All’Università dei Sapori, partner del progetto, si è tenuta anche l’ultima lezione pratica con un tecnico di Club Kavé che ha spiegato i difetti principali del caffè e insegnato ai corsisti a fare l’espresso sulle macchine professionali in dotazione dell’istituto di formazione: “Il coinvolgimento attivo e la promozione di progetti sociali è per Università dei Sapori una missione prioritaria”. spiega il presidente Stefano Lupi. “Siamo convinti che fare cultura dell’alimentazione in modo dinamico e originale sia un ottimo strumento per infrangere l’isolamento nel quale spesso tante patologie relegano le persone e per favorirne l’integrazione e l’apertura al mondo. Con questa iniziativa si conferma la nostra collaborazione con Rosaria Castaldo, che ringrazio, e la nostra vocazione ad essere centro di sperimentazione avanzato dell’alimentazione intesa non solo come professione, come risorsa economica, come elemento di valorizzazione del territorio, ma anche come fonte di benessere e terapia”.

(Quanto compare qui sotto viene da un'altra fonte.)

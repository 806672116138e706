//! Agent Core error types.

use thiserror::Error;

/// Errors raised while turning a model tool call into a result.
#[derive(Debug, Error)]
pub enum ToolError {
    /// The model named a tool that is not registered.
    #[error("unknown tool: {name}")]
    UnknownTool { name: String },

    /// The arguments JSON did not match the tool's schema.
    #[error("invalid arguments for {tool}: {reason}")]
    InvalidArguments { tool: String, reason: String },

    /// The tool ran but its result could not be produced.
    #[error("tool execution failed for {tool}: {reason}")]
    ExecutionFailed { tool: String, reason: String },
}

impl ToolError {
    /// JSON payload reported back to the model in place of a result.
    pub fn to_payload(&self) -> serde_json::Value {
        serde_json::json!({ "error": self.to_string() })
    }
}
//! Assistant configuration loading and validation.
//!
//! Reads `site-assistant.yaml` (if present), resolves `${VAR}` /
//! `${VAR:-default}` references, then applies environment overrides:
//!
//! | Variable          | Field              |
//! |-------------------|--------------------|
//! | `OPENAI_API_KEY`  | `model.api_key`    |
//! | `OPENAI_MODEL`    | `model.model`      |
//! | `OPENAI_BASE_URL` | `model.base_url`   |
//! | `PORT`            | `server.port`      |
//!
//! A `.env` file in the working directory is loaded first.

use std::path::{Path, PathBuf};
use std::time::Duration;

use serde::Deserialize;
use thiserror::Error;

use crate::inference::RetryPolicy;

// ─── Constants ───────────────────────────────────────────────────────────────

/// File name searched for when no explicit path is given.
pub const CONFIG_FILE_NAME: &str = "site-assistant.yaml";

/// Env var that points directly at a config file.
pub const CONFIG_PATH_ENV: &str = "SITE_ASSISTANT_CONFIG";

// ─── Errors ──────────────────────────────────────────────────────────────────

#[derive(Debug, Error)]
pub enum ConfigError {
    #[error("failed to read {path}: {reason}")]
    Unreadable { path: String, reason: String },

    #[error("failed to parse config: {reason}")]
    Parse { reason: String },

    #[error("invalid config: {reason}")]
    Invalid { reason: String },
}

// ─── Public Types ────────────────────────────────────────────────────────────

/// Top-level configuration (mirrors `site-assistant.yaml`).
#[derive(Debug, Clone, Default, Deserialize)]
#[serde(default)]
pub struct AssistantConfig {
    pub model: ModelSettings,
    pub server: ServerSettings,
    pub site: SiteSettings,
    pub agent: AgentSettings,
}

/// Remote model endpoint and sampling parameters.
#[derive(Debug, Clone, Deserialize)]
#[serde(default)]
pub struct ModelSettings {
    pub api_key: String,
    pub model: String,
    pub base_url: String,
    pub temperature: f32,
    pub max_tokens: u32,
    pub timeout_secs: u64,
}

impl Default for ModelSettings {
    fn default() -> Self {
        Self {
            api_key: String::new(),
            model: "gpt-4o-mini".into(),
            base_url: "https://api.openai.com/v1".into(),
            temperature: 0.7,
            max_tokens: 4000,
            timeout_secs: 60,
        }
    }
}

#[derive(Debug, Clone, Deserialize)]
#[serde(default)]
pub struct ServerSettings {
    pub host: String,
    pub port: u16,
}

impl Default for ServerSettings {
    fn default() -> Self {
        Self {
            host: "127.0.0.1".into(),
            port: 3000,
        }
    }
}

/// Where site URLs come from and how pages are cached.
#[derive(Debug, Clone, Deserialize)]
#[serde(default)]
pub struct SiteSettings {
    /// URL list or sitemap files. Relative paths resolve against the config file.
    pub url_lists: Vec<PathBuf>,
    pub cache_max_entries: usize,
    /// Replaces the built-in system prompt when set.
    pub system_prompt: Option<String>,
}

impl Default for SiteSettings {
    fn default() -> Self {
        Self {
            url_lists: Vec::new(),
            cache_max_entries: 1000,
            system_prompt: None,
        }
    }
}

/// Conversation loop limits.
#[derive(Debug, Clone, Deserialize)]
#[serde(default)]
pub struct AgentSettings {
    pub max_iterations: usize,
    pub history_window: usize,
    /// Conversations kept in memory; the least recently active is dropped first.
    pub max_sessions: usize,
    pub retry: RetrySettings,
}

impl Default for AgentSettings {
    fn default() -> Self {
        Self {
            max_iterations: 10,
            history_window: 10,
            max_sessions: 1000,
            retry: RetrySettings::default(),
        }
    }
}

#[derive(Debug, Clone, Deserialize)]
#[serde(default)]
pub struct RetrySettings {
    pub max_attempts: u32,
    pub base_delay_ms: u64,
    pub max_delay_ms: u64,
}

impl Default for RetrySettings {
    fn default() -> Self {
        Self {
            max_attempts: 3,
            base_delay_ms: 1000,
            max_delay_ms: 5000,
        }
    }
}

impl RetrySettings {
    pub fn policy(&self) -> RetryPolicy {
        RetryPolicy {
            max_attempts: self.max_attempts,
            base_delay: Duration::from_millis(self.base_delay_ms),
            max_delay: Duration::from_millis(self.max_delay_ms),
        }
    }
}

// ─── Loading ─────────────────────────────────────────────────────────────────

/// Locate the config file.
///
/// 1. `SITE_ASSISTANT_CONFIG`, if it names an existing file.
/// 2. `site-assistant.yaml` in `start` or any parent directory.
pub fn find_config_path(start: &Path) -> Option<PathBuf> {
    if let Ok(explicit) = std::env::var(CONFIG_PATH_ENV) {
        let candidate = PathBuf::from(expand_tilde(&explicit));
        if candidate.is_file() {
            return Some(candidate);
        }
        tracing::warn!(path = %candidate.display(), "SITE_ASSISTANT_CONFIG does not name a file");
    }

    let mut dir = start.to_path_buf();
    loop {
        let candidate = dir.join(CONFIG_FILE_NAME);
        if candidate.is_file() {
            return Some(candidate);
        }
        if !dir.pop() {
            return None;
        }
    }
}

/// Load configuration from `explicit` or the discovered file, then apply
/// environment overrides and validate. The binary loads `.env` before this.
pub fn load_config(explicit: Option<&Path>) -> Result<AssistantConfig, ConfigError> {
    let path = match explicit {
        Some(p) => Some(p.to_path_buf()),
        None => std::env::current_dir()
            .ok()
            .and_then(|cwd| find_config_path(&cwd)),
    };

    let mut config = match &path {
        Some(p) => load_config_file(p)?,
        None => {
            tracing::info!("no config file found, using defaults");
            AssistantConfig::default()
        }
    };

    config.apply_overrides(|key| std::env::var(key).ok());
    config.validate()?;
    Ok(config)
}

/// Parse a single config file, resolving relative URL list paths.
pub fn load_config_file(path: &Path) -> Result<AssistantConfig, ConfigError> {
    let raw = std::fs::read_to_string(path).map_err(|e| ConfigError::Unreadable {
        path: path.display().to_string(),
        reason: e.to_string(),
    })?;

    let mut config = parse_config(&raw)?;

    if let Some(base) = path.parent() {
        for list in &mut config.site.url_lists {
            if list.is_relative() {
                *list = base.join(&*list);
            }
        }
    }

    tracing::info!(path = %path.display(), "loaded config");
    Ok(config)
}

/// Parse YAML text after env-var interpolation. Empty text yields defaults.
pub fn parse_config(raw: &str) -> Result<AssistantConfig, ConfigError> {
    let interpolated = interpolate_env_vars(raw);
    if interpolated.trim().is_empty() {
        return Ok(AssistantConfig::default());
    }
    serde_yaml::from_str(&interpolated).map_err(|e| ConfigError::Parse {
        reason: e.to_string(),
    })
}

impl AssistantConfig {
    /// Apply environment overrides through `lookup` (injectable for tests).
    pub fn apply_overrides(&mut self, lookup: impl Fn(&str) -> Option<String>) {
        let non_empty = |key: &str| lookup(key).filter(|v| !v.trim().is_empty());

        if let Some(key) = non_empty("OPENAI_API_KEY") {
            self.model.api_key = key;
        }
        if let Some(model) = non_empty("OPENAI_MODEL") {
            self.model.model = model;
        }
        if let Some(url) = non_empty("OPENAI_BASE_URL") {
            self.model.base_url = url;
        }
        if let Some(port) = non_empty("PORT") {
            match port.trim().parse() {
                Ok(p) => self.server.port = p,
                Err(_) => tracing::warn!(value = %port, "ignoring unparseable PORT"),
            }
        }
    }

    pub fn validate(&self) -> Result<(), ConfigError> {
        if self.agent.max_iterations == 0 {
            return Err(ConfigError::Invalid {
                reason: "agent.max_iterations must be at least 1".into(),
            });
        }
        if self.agent.retry.max_attempts == 0 {
            return Err(ConfigError::Invalid {
                reason: "agent.retry.max_attempts must be at least 1".into(),
            });
        }
        if self.agent.history_window == 0 {
            return Err(ConfigError::Invalid {
                reason: "agent.history_window must be at least 1".into(),
            });
        }
        if self.agent.max_sessions == 0 {
            return Err(ConfigError::Invalid {
                reason: "agent.max_sessions must be at least 1".into(),
            });
        }
        Ok(())
    }
}

// ─── Env-var interpolation ───────────────────────────────────────────────────

/// Replace `${VAR}` and `${VAR:-default}` in a string.
fn interpolate_env_vars(input: &str) -> String {
    let mut result = String::with_capacity(input.len());
    let mut chars = input.chars().peekable();

    while let Some(ch) = chars.next() {
        if ch == '$' && chars.peek() == Some(&'{') {
            chars.next();
            let mut var_expr = String::new();
            for c in chars.by_ref() {
                if c == '}' {
                    break;
                }
                var_expr.push(c);
            }
            result.push_str(&resolve_var_expr(&var_expr));
        } else {
            result.push(ch);
        }
    }

    result
}

fn resolve_var_expr(expr: &str) -> String {
    match expr.split_once(":-") {
        Some((name, default)) => std::env::var(name).unwrap_or_else(|_| expand_tilde(default)),
        None => std::env::var(expr).unwrap_or_default(),
    }
}

/// Expand a leading `~` to the user's home directory.
fn expand_tilde(path: &str) -> String {
    if let Some(rest) = path.strip_prefix('~') {
        if let Some(home) = dirs::home_dir() {
            return format!("{}{rest}", home.display());
        }
    }
    path.to_string()
}

// ─── Tests ───────────────────────────────────────────────────────────────────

“Organizzare un percorso semi-professionale per persone cosiddette “fragili” è stato un azzardo” chiarisce Rosaria Castaldo, formatrice enogastronomica. “I dubbi sulla riuscita erano tanti: non sapevamo come sarebbe stata accolta l’idea; spostarsi da una città all’altra durante un’estate torrida, facendo anche molti chilometri, restare attenti per qualche ora, imparare nuove nozioni sono attività complesse per chi ha disturbi psichici; eppure, i quindici partecipanti sono stati sempre puntuali e attenti impegnandosi oltre qualsiasi previsione raggiungendo risultati insperati. Per me è stata una grande lezione umana. Si dovrebbe iniziare a sviluppare seriamente, in tutte le attività, il concetto di “innovazione sociale” per rendere disponibili a tutti i progressi della società, in qualsiasi campo, senza lasciare indietro nessuno. Questa esperienza dimostra che si può”.